A test may also be defined as a multi-test: POSITIVE_MULTI_TEST([name],[category], [[case_1], ... , [case_n]]) In this instance, name.dl is still located in category/name/, while the files listed above should be in category/name/case_i/, for the appropriate case, but .facts files should not be inside a facts/ directory.

Architecture

The Engine can be set up in two different modes. an interpreter and a compiler mode. The corresponding modes are covered in the following subsections.

Interpreter Mode

The following image illustrates the engines configuration in interpreter mode.

A datalog program (DL) is loaded and processed by the parser resulting in an AST (abstract syntax tree) based representation. The parser is thereby checking for syntactic errors and reports potential errors. If the parsing fails, the processing is aborted. Furthermore, during the parser phase, preprocessor directives (macros) and component instantiations are processed. The resulting AST consists solely of a set of relation declarations and clause definitions.

In the following step the AST representation is utilised for applying semantic checks, including a consistent utilisation of relation symbols (arity), the boundness of variables as well as type checks. If the input program is free of errors, a sequence of high-level optimisations are applied.
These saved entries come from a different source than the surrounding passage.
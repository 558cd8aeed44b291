//! Row-group batch paginator
//!
//! A lazy, pull-based sequence of record batches over a row-group source.
//! At most one batch is materialized per step, and the source (and its open
//! file) lives exactly as long as the sequence.
//!
//! # Step modes
//!
//! - [`StepMode::RowOffset`] (default): the step counter runs from 0 up to
//!   `num_row_groups * num_rows` in increments of `batch_size`, and each
//!   counter value is used directly as the row-group index. With more than a
//!   handful of rows this requests row groups that do not exist, and the
//!   sequence ends with `SourceError::RowGroupOutOfRange`.
//! - [`StepMode::RowGroup`]: one batch per row group, indices
//!   `0..num_row_groups`.

use crate::error::{PageError, PageResult, Result, SourceError, SourceResult};
use crate::source::{ParquetFile, RowGroupSource};
use arrow::record_batch::RecordBatch;
use std::path::Path;
use tracing::{debug, info};

/// How the step counter maps to row-group indices
#[derive(Debug, Clone, Copy, PartialEq, Eq, Default)]
pub enum StepMode {
    /// Counter advances by `batch_size` over `num_row_groups * num_rows`
    /// and is passed straight through as the row-group index
    #[default]
    RowOffset,
    /// Counter walks row-group indices one at a time
    RowGroup,
}

/// Options for [`paginate_with`]
#[derive(Debug, Clone, Copy, PartialEq, Eq)]
pub struct PaginateOptions {
    /// Step size of the counter; must be positive
    pub batch_size: usize,
    /// Counter to index mapping
    pub mode: StepMode,
}

impl PaginateOptions {
    pub fn new(batch_size: usize) -> Self {
        Self {
            batch_size,
            mode: StepMode::default(),
        }
    }

    pub fn with_mode(mut self, mode: StepMode) -> Self {
        self.mode = mode;
        self
    }
}

/// Lazy sequence of row-group batches.
///
/// Yields `Ok(batch)` per step until the counter reaches its end. The first
/// `Err` ends the sequence.
#[derive(Debug)]
pub struct RowGroupBatches<S> {
    source: S,
    mode: StepMode,
    counter: u64,
    end: u64,
    step: u64,
    finished: bool,
}

impl<S: RowGroupSource> RowGroupBatches<S> {
    fn new(source: S, options: PaginateOptions) -> PageResult<Self> {
        if options.batch_size == 0 {
            return Err(PageError::ZeroBatchSize);
        }

        let row_groups = source.num_row_groups();
        info!(row_groups, "Paginating row groups");

        let (end, step) = match options.mode {
            StepMode::RowOffset => (
                (row_groups as u64).saturating_mul(source.num_rows()),
                options.batch_size as u64,
            ),
            StepMode::RowGroup => (row_groups as u64, 1),
        };

        debug!(end, step, mode = ?options.mode, "Step counter bounds");

        Ok(Self {
            source,
            mode: options.mode,
            counter: 0,
            end,
            step,
            finished: false,
        })
    }

    /// Exclusive upper bound of the step counter
    pub fn end(&self) -> u64 {
        self.end
    }

    /// Step mode in use
    pub fn mode(&self) -> StepMode {
        self.mode
    }

    /// Steps left before the counter reaches its end (ignores errors)
    pub fn remaining_steps(&self) -> u64 {
        if self.finished || self.counter >= self.end {
            return 0;
        }
        (self.end - self.counter).div_ceil(self.step)
    }
}

impl<S: RowGroupSource> Iterator for RowGroupBatches<S> {
    type Item = SourceResult<RecordBatch>;

    fn next(&mut self) -> Option<Self::Item> {
        if self.finished || self.counter >= self.end {
            self.finished = true;
            return None;
        }

        // Indices past usize::MAX cannot exist in any file
        let index = usize::try_from(self.counter).unwrap_or(usize::MAX);
        self.counter = self.counter.saturating_add(self.step);

        let result = self.source.read_row_group(index);
        if result.is_err() {
            self.finished = true;
        }
        Some(result)
    }

    fn size_hint(&self) -> (usize, Option<usize>) {
        let remaining = self.remaining_steps();
        let upper = usize::try_from(remaining).ok();
        (0, upper)
    }
}

impl<S: RowGroupSource> std::iter::FusedIterator for RowGroupBatches<S> {}

/// Paginate `source` with the default [`StepMode::RowOffset`].
pub fn paginate<S: RowGroupSource>(source: S, batch_size: usize) -> PageResult<RowGroupBatches<S>> {
    paginate_with(source, PaginateOptions::new(batch_size))
}

/// Paginate `source` with explicit options.
pub fn paginate_with<S: RowGroupSource>(
    source: S,
    options: PaginateOptions,
) -> PageResult<RowGroupBatches<S>> {
    RowGroupBatches::new(source, options)
}

/// Open `path` and paginate it; the returned sequence owns the open file.
pub fn paginate_parquet<P: AsRef<Path>>(
    path: P,
    options: PaginateOptions,
) -> Result<RowGroupBatches<ParquetFile>> {
    if options.batch_size == 0 {
        return Err(PageError::ZeroBatchSize.into());
    }
    let file = ParquetFile::open(path)?;
    Ok(paginate_with(file, options)?)
}

/// Drain a sequence, stopping at the first error.
pub fn collect_batches<I>(batches: I) -> std::result::Result<Vec<RecordBatch>, SourceError>
where
    I: IntoIterator<Item = SourceResult<RecordBatch>>,
{
    batches.into_iter().collect()
}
These include the elimination of unreferenced and/or empty relations, the reduction of unused variables within clauses, and the introduction of auxiliary relations for the processing of aggregation operations. The range of covered operations may be further extend in the future.
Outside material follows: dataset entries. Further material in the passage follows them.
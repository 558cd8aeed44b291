//! Row rendering for batches and pages
//!
//! JSON rows come from Arrow's line-delimited JSON writer; string rows format
//! every cell with Arrow's display formatter, so nested and temporal values
//! show the same way the pretty table does.

use arrow::error::ArrowError;
use arrow::json::LineDelimitedWriter;
use arrow::record_batch::RecordBatch;
use arrow::util::display::{ArrayFormatter, FormatOptions};
use arrow::util::pretty::pretty_format_batches;
use serde_json::{Map, Value};

/// Convert batches to JSON rows (one object per row, nulls omitted)
pub fn batches_to_json(batches: &[RecordBatch]) -> Result<Vec<Value>, ArrowError> {
    if batches.is_empty() {
        return Ok(vec![]);
    }

    let mut buf = Vec::new();
    {
        let mut writer = LineDelimitedWriter::new(&mut buf);
        for batch in batches {
            writer.write(batch)?;
        }
        writer.finish()?;
    }

    let output = String::from_utf8_lossy(&buf);
    output
        .lines()
        .filter(|line| !line.is_empty())
        .map(|line| serde_json::from_str(line).map_err(|e| ArrowError::JsonError(e.to_string())))
        .collect()
}

/// Convert batches to rows where every cell is a string (`""` for null)
pub fn batches_to_string_rows(batches: &[RecordBatch]) -> Result<Vec<Value>, ArrowError> {
    let options = FormatOptions::default();
    let mut rows = Vec::new();

    for batch in batches {
        let schema = batch.schema();
        let formatters = batch
            .columns()
            .iter()
            .map(|column| ArrayFormatter::try_new(column.as_ref(), &options))
            .collect::<Result<Vec<_>, _>>()?;

        for row in 0..batch.num_rows() {
            let mut object = Map::with_capacity(formatters.len());
            for (field, formatter) in schema.fields().iter().zip(&formatters) {
                object.insert(
                    field.name().clone(),
                    Value::String(formatter.value(row).to_string()),
                );
            }
            rows.push(Value::Object(object));
        }
    }

    Ok(rows)
}

/// Render batches as an ASCII table
pub fn pretty_table(batches: &[RecordBatch]) -> Result<String, ArrowError> {
    Ok(pretty_format_batches(batches)?.to_string())
}
use std::{collections::BTreeMap, sync::Arc};

use perch_irc::{Identity, Privmsg};
use perch_permission::Authority;

use crate::config::Config;

pub const DENIED: &str = "you do not have permission to do that";

/// Describes a command for `help`.
#[derive(Copy, Clone, Debug, PartialEq, Eq)]
pub struct Command {
    pub name: &'static str,
    pub usage: &'static str,
    pub help: &'static str,
}

/// Everything a handler can look at besides the message.
pub struct Context<'a> {
    pub server_name: &'a str,
    pub authority: &'a Authority,
    pub settings: &'a Settings,
    pub commands: &'a [Command],
}

/// The bits of the configuration handlers use
#[derive(Clone, Debug)]
pub struct Settings {
    pub command_prefix: String,
    pub source_url: String,
}

/// A command someone typed.
#[derive(Debug)]
pub struct Invocation<'a> {
    pub msg: &'a Privmsg,
    /// Lower-cased, without the prefix
    pub command: String,
    pub args: Vec<&'a str>,
}

impl<'a> Invocation<'a> {
    /// Splits `!name arg arg` into its parts, if the text starts with `prefix`
    pub fn parse(prefix: &str, msg: &'a Privmsg) -> Option<Self> {
        let text = msg.text.strip_prefix(prefix)?;
        let mut parts = text.split_whitespace();
        let command = parts.next()?.to_lowercase();
        Some(Self {
            msg,
            command,
            args: parts.collect(),
        })
    }

    pub fn sender(&self) -> &'a Identity {
        &self.msg.sender
    }

    pub fn arg(&self, index: usize) -> Option<&'a str> {
        self.args.get(index).copied()
    }
}

#[async_trait::async_trait]
pub trait Handler: Send + Sync {
    fn command(&self) -> Command;

    /// Returns the reply, an empty reply sends nothing
    async fn handle(&self, ctx: &Context<'_>, invocation: &Invocation<'_>)
        -> anyhow::Result<String>;
}

/// Finds the handler for a message and checks the sender may use it.
pub struct Router {
    handlers: BTreeMap<&'static str, Arc<dyn Handler>>,
    commands: Vec<Command>,
    levels: BTreeMap<String, u32>,
    settings: Settings,
    authority: Arc<Authority>,
}

impl Router {
    pub fn new(config: &Config, authority: Arc<Authority>) -> Self {
        Self {
            handlers: BTreeMap::new(),
            commands: vec![],
            levels: config
                .commands
                .iter()
                .map(|(name, level)| (name.to_lowercase(), *level))
                .collect(),
            settings: Settings {
                command_prefix: config.command_prefix.clone(),
                source_url: config.source_url.clone(),
            },
            authority,
        }
    }

    pub fn register(mut self, handler: impl Handler + 'static) -> Self {
        let command = handler.command();
        log::trace!("registering {}", command.name);
        self.commands.push(command);
        self.handlers.insert(command.name, Arc::new(handler));
        self
    }

    /// Routes a message, returning the reply if there is one
    pub async fn dispatch(&self, server_name: &str, msg: &Privmsg) -> Option<String> {
        let invocation = Invocation::parse(&self.settings.command_prefix, msg)?;
        let handler = self.handlers.get(&*invocation.command)?;

        let required = self.levels.get(&invocation.command).copied().unwrap_or(0);
        if !self
            .authority
            .check(required, invocation.sender(), server_name)
            .await
        {
            log::warn!(
                "{} cannot use {} on {server_name}",
                msg.sender,
                invocation.command
            );
            return Some(DENIED.to_string());
        }

        log::debug!(
            "{} on {server_name} ({}): {}{} {:?}",
            msg.sender,
            msg.target,
            self.settings.command_prefix,
            invocation.command,
            invocation.args
        );

        let ctx = Context {
            server_name,
            authority: &self.authority,
            settings: &self.settings,
            commands: &self.commands,
        };

        match handler.handle(&ctx, &invocation).await {
            Ok(reply) if reply.trim().is_empty() => None,
            Ok(reply) => Some(reply),
            Err(err) => {
                log::error!("{} failed: {err:#}", invocation.command);
                Some(format!("a problem occurred: {err}"))
            }
        }
    }
}

#[cfg(test)]
pub(crate) mod testing {
    use std::sync::Arc;

    use perch_irc::{Frame, Privmsg};
    use perch_permission::{Authority, Grant, MemoryStore};

    use super::Router;
    use crate::config::Config;

    pub const SERVER: &str = "rizon";

    pub fn privmsg(sender: &str, target: &str, text: &str) -> Privmsg {
        let frame = Frame::decode(&format!(":{sender} PRIVMSG {target} :{text}"));
        Privmsg::from_frame(&frame, Some("perch")).unwrap()
    }

    /// A router over an in-memory store seeded with `(mask, level)` grants
    pub fn router(
        grants: impl IntoIterator<Item = (&'static str, u32)>,
        build: impl FnOnce(Router) -> Router,
    ) -> Router {
        let config = Config::default_config();
        let grants = grants
            .into_iter()
            .map(|(mask, level)| Grant::new(SERVER, mask, level));
        let authority = Authority::new(Arc::new(MemoryStore::new(grants)), 100);
        build(Router::new(&config, Arc::new(authority)))
    }
}

#[cfg(test)]
mod tests {
    use super::{testing::*, *};
    use perch_permission::{Grant, MemoryStore};

    struct Echo;

    #[async_trait::async_trait]
    impl Handler for Echo {
        fn command(&self) -> Command {
            Command {
                name: "echo",
                usage: "!echo <text>",
                help: "repeats you",
            }
        }

        async fn handle(&self, _: &Context<'_>, inv: &Invocation<'_>) -> anyhow::Result<String> {
            anyhow::ensure!(!inv.args.is_empty(), "nothing to echo");
            Ok(inv.args.join(" "))
        }
    }

    // `permission` needs level 1 in the default config
    struct Permission;

    #[async_trait::async_trait]
    impl Handler for Permission {
        fn command(&self) -> Command {
            Command {
                name: "permission",
                usage: "!permission",
                help: "",
            }
        }

        async fn handle(&self, _: &Context<'_>, _: &Invocation<'_>) -> anyhow::Result<String> {
            Ok(String::from("allowed"))
        }
    }

    #[test]
    fn parse_invocation() {
        let msg = privmsg("a!b@c", "#perch", "!Echo  hello   world ");
        let inv = Invocation::parse("!", &msg).unwrap();
        assert_eq!(inv.command, "echo");
        assert_eq!(inv.args, ["hello", "world"]);
        assert_eq!(inv.arg(1), Some("world"));
        assert_eq!(inv.arg(2), None);

        let msg = privmsg("a!b@c", "#perch", "hello !echo");
        assert!(Invocation::parse("!", &msg).is_none());
        let msg = privmsg("a!b@c", "#perch", "!");
        assert!(Invocation::parse("!", &msg).is_none());
    }

    #[tokio::test]
    async fn dispatches_by_name() {
        let router = router([], |r| r.register(Echo));

        let msg = privmsg("a!b@c", "#perch", "!echo hi there");
        assert_eq!(router.dispatch(SERVER, &msg).await.unwrap(), "hi there");

        let msg = privmsg("a!b@c", "#perch", "!unknown");
        assert_eq!(router.dispatch(SERVER, &msg).await, None);

        let msg = privmsg("a!b@c", "#perch", "just talking");
        assert_eq!(router.dispatch(SERVER, &msg).await, None);
    }

    #[tokio::test]
    async fn reports_problems() {
        let router = router([], |r| r.register(Echo));
        let msg = privmsg("a!b@c", "#perch", "!echo");
        assert_eq!(
            router.dispatch(SERVER, &msg).await.unwrap(),
            "a problem occurred: nothing to echo"
        );
    }

    #[tokio::test]
    async fn checks_levels() {
        let router = router([("trusted!*@*", 1)], |r| r.register(Permission));

        let msg = privmsg("stranger!s@host", "#perch", "!permission");
        assert_eq!(router.dispatch(SERVER, &msg).await.unwrap(), DENIED);

        let msg = privmsg("trusted!t@host", "#perch", "!permission");
        assert_eq!(router.dispatch(SERVER, &msg).await.unwrap(), "allowed");

        // grants don't carry over to other servers
        assert_eq!(router.dispatch("libera", &msg).await.unwrap(), DENIED);
    }

    #[tokio::test]
    async fn configured_names_ignore_case() {
        let mut config = Config::default_config();
        config.commands.insert(String::from("ECHO"), 5);

        let grants = [Grant::new(SERVER, "loud!*@*", 5)];
        let authority = Authority::new(Arc::new(MemoryStore::new(grants)), 100);
        let router = Router::new(&config, Arc::new(authority)).register(Echo);

        let msg = privmsg("quiet!q@host", "#perch", "!echo hi");
        assert_eq!(router.dispatch(SERVER, &msg).await.unwrap(), DENIED);

        let msg = privmsg("loud!l@host", "#perch", "!ECHO hi");
        assert_eq!(router.dispatch(SERVER, &msg).await.unwrap(), "hi");
    }
}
The AST IR (intermediate representation) is now converted by the RAM converter into the RAM IR (RAM = relational algebra machine). Unlike the declarative nature of Datalog programs, and thus the AST IR, the RAM IR is a imperative language describing the evaluation of a Datalog process in a step-by-step fashion. The conversion is based on a modified ''semi-naive'' evaluation scheme, which will be discussed below.

On the RAM level, mid-level optimisations are covered. The include the selection of an optimal set of indices for the processed relations, the determination of query-execution plans, and the interleaved interpretation of filter constraints.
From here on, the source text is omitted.